-------- Data excerpts

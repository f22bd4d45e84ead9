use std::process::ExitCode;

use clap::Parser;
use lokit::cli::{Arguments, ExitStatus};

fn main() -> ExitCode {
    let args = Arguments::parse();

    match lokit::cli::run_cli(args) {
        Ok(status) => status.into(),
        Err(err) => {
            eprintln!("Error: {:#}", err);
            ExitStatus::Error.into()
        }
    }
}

----------------

## What is required
Copy verbatim the span of lines that begins with the line holding "fn main() ->" and ends at the last line of the records.

## Solution for this problem
fn main() -> ExitCode {
    let args = Arguments::parse();

    match lokit::cli::run_cli(args) {
        Ok(status) => status.into(),
        Err(err) => {
            eprintln!("Error: {:#}", err);
            ExitStatus::Error.into()
        }
    }
}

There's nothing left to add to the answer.